Apesar do crescimento constatado, estimar quanto a venda de e-books movimenta no país, no momento, é difícil. Na maior parte das livrarias e editoras, a participação marginal do e-book em relação ao faturamento total do negócio cria a política de não abrir os valores. Isso deve mudar quando o Brasil chegar perto dos Estados Unidos. Em 2010, a receita do setor editorial com livros virtuais foi de US$ 878 milhões no país, segundo a Associação de Editoras Americanas.
Milagre
O acervo brasileiro de e-books tem cerca de 7 mil títulos, incluindo produções nacionais e estrangeiras, apontam estimativas do mercado. O da Amazon, pioneira no segmento, tem 950 mil títulos. Seria medíocre a posição do Brasil, se não analisadas as particularidades do setor.
Duda Ernanny, presidente da Xeriph e da primeira livraria digital do país, a Gato Sabido, diz ser um milagre a empresa ter uma pequena margem de lucro. “Ainda não há uma boa base de leitores digitais no país, nosso acervo é pequeno, os direitos autorais para obras virtuais não estão inclusos em antigos contratos com escritores e os aparelhos são caros.”
O iPad, lançado há um ano a R$ 1.650 na versão mais simples, foi o responsável pelo estímulo dos e-books no Brasil. Mas e-readers, como o Kindle, não pegaram por aqui. Afinal, o que compensa mais: um aparelho de R$ 800,00 que serve para ler livro ou um de R$ 1.700,00 para também navegar na internet, tirar foto, gravar vídeo e muito mais?
Esse fator colabora com a projeção de mais de 400 mil tablets vendidos em 2011, de acordo com a empresa de pesquisa IDC. Para a indústria, seriam 400 mil bibliotecas em potencial. O problema, por ora, continua sendo o pequeno acervo. “Em vez de muitas obras para poucas prateleiras, hoje temos muitas prateleiras para poucas obras”, diz Hernanny.
Pouco a pouco
O movimento nas editoras mostra que as prateleiras vagas no ciberespaço serão preenchidas pouco a pouco. A Zahar, uma das primeiras a produzir livros digitais no Brasil, hoje tem 450 e-books em seu catálogo, o equivalente a 1% de seu faturamento. Sextante, Objetiva, Record, Rocco, L&PM e Planeta devem terminar este ano com 1,2 mil livros digitais, distribuídos pela empresa que criaram em conjunto, a Distribuidora de Livro Digital. Sua previsão de faturamento é de R$ 1,5 milhão.

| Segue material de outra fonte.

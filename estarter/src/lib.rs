//! eStarter runtime core.
//!
//! This crate is the host-side kernel of a Metro-style launcher: it runs
//! third-party apps in isolated sandboxes (native process or WebAssembly)
//! and mediates every privileged operation through a capability-based
//! permission model. The launcher UI and installer front-end are external
//! consumers of [`AppRuntime`] and the kernel event stream.

use std::sync::OnceLock;

use tracing_subscriber::EnvFilter;

// Global guard for tracing-appender to keep the writer thread alive
static LOG_GUARD: OnceLock<tracing_appender::non_blocking::WorkerGuard> = OnceLock::new();

pub mod host;
pub mod installer;
pub mod kernel;
pub mod layout;
pub mod limits;
pub mod manifest;
pub mod permissions;
pub mod runtime;
pub mod vfs;

pub use estarter_shared::{
    ApiCommand, ApiRequest, ApiResponse, ApiStatus, EstarterError, EstarterResult, Permission,
    PermissionSet,
};
pub use host::{AppHost, HostState};
pub use kernel::{Kernel, KernelEvent, ProcessInfo, ProcessState};
pub use layout::{FilesystemLayout, RuntimeOptions};
pub use manifest::{AppManifest, AppRuntimeKind, SandboxPolicy};
pub use runtime::AppRuntime;
pub use vfs::{VirtualFileInfo, VirtualFs, VirtualPath, Zone};

/// Initialize tracing for the runtime using the provided layout.
///
/// Logs go to `<home>/logs/estarter.log` with daily rotation, filtered by
/// `RUST_LOG` (default `info`). Idempotent: subsequent calls return
/// immediately once initialized.
pub fn init_logging_for(layout: &FilesystemLayout) -> EstarterResult<()> {
    let logs_dir = layout.logs_dir();
    std::fs::create_dir_all(&logs_dir).map_err(|e| {
        EstarterError::Storage(format!(
            "Failed to create logs directory {}: {}",
            logs_dir.display(),
            e
        ))
    })?;

    let _ = LOG_GUARD.get_or_init(|| {
        let file_appender = tracing_appender::rolling::daily(logs_dir, "estarter.log");
        let (non_blocking, guard) = tracing_appender::non_blocking(file_appender);

        let env_filter = EnvFilter::try_from_default_env()
            .or_else(|_| EnvFilter::try_new("info"))
            .unwrap_or_else(|_| EnvFilter::new("info"));

        // If a global subscriber is already set this fails; we ignore it
        // to avoid interfering with host-configured tracing.
        let _ = tracing_subscriber::fmt()
            .with_env_filter(env_filter)
            .with_writer(non_blocking)
            .with_ansi(false)
            .try_init();

        guard
    });

    Ok(())
}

Na Campus Elsevier – braço da secular editora holandesa Elsevier, que já publicou teses do físico Galileu Galilei –, a atenção se volta para os livros virtuais. São 500 e-books, com a expectativa de mil para o fim do ano que vem. O presidente da empresa, Igdal Parnes, garante ser o maior acervo do Brasil. O processo de inserção dos e-books no mercado é lento, diz o executivo. “Em termos de produção editorial, ele não é necessariamente mais barato. O e-book não demanda impressão, mas exige infraestrutura tecnológica para armazená-lo. E a parcela de dinheiro referente ao direito autoral é maior quando o livro é digital.”
Nesse caso, o autor fica com 25% do dinheiro recebido pela editora com o valor de capa. Quando o livro é físico, 20% vai para o autor. Além disso, não é simples transformar o arquivo do livro (o encaminhado à gráfica) em e-book. O melhor formato para leitura de livros em aparelhos eletrônicos é o e-pub, cujo custo é de R$ 209,00 por conversão. Ou seja, isso pesa para editoras que querem milhares de livros em e-pub. Essa seria a principal razão para a predominância de livros em PDFs no acervo brasileiro.
Brasileiros ainda têm dificuldades com eletrônicos
Independentemente de entraves ou vantagens, permanece em questão se os adeptos do livro clássico adotarão com naturalidade o digital. Ainda há uma resistência por parte dos brasileiros, decorrente, sobretudo, da dificuldade de lidar com os aparelhos eletrônicos, sinal de que faz sentido a ação da Livraria Cultura de vender e-books nas lojas físicas (o leitor ainda leva para casa a capa do livro em forma de cartão). Além disso, tem graça ler a versão digital de um livro se ela não oferecer nada além da impressa? Recursos multimídia têm sido explorados em algumas obras, como A Mágica da Realidade, de Richard Dawkins, Os Três Porquinhos e A Menina do Narizinho Arrebitado. Mas a maioria, e os mais vendidos, ainda são reproduções fiéis do papel.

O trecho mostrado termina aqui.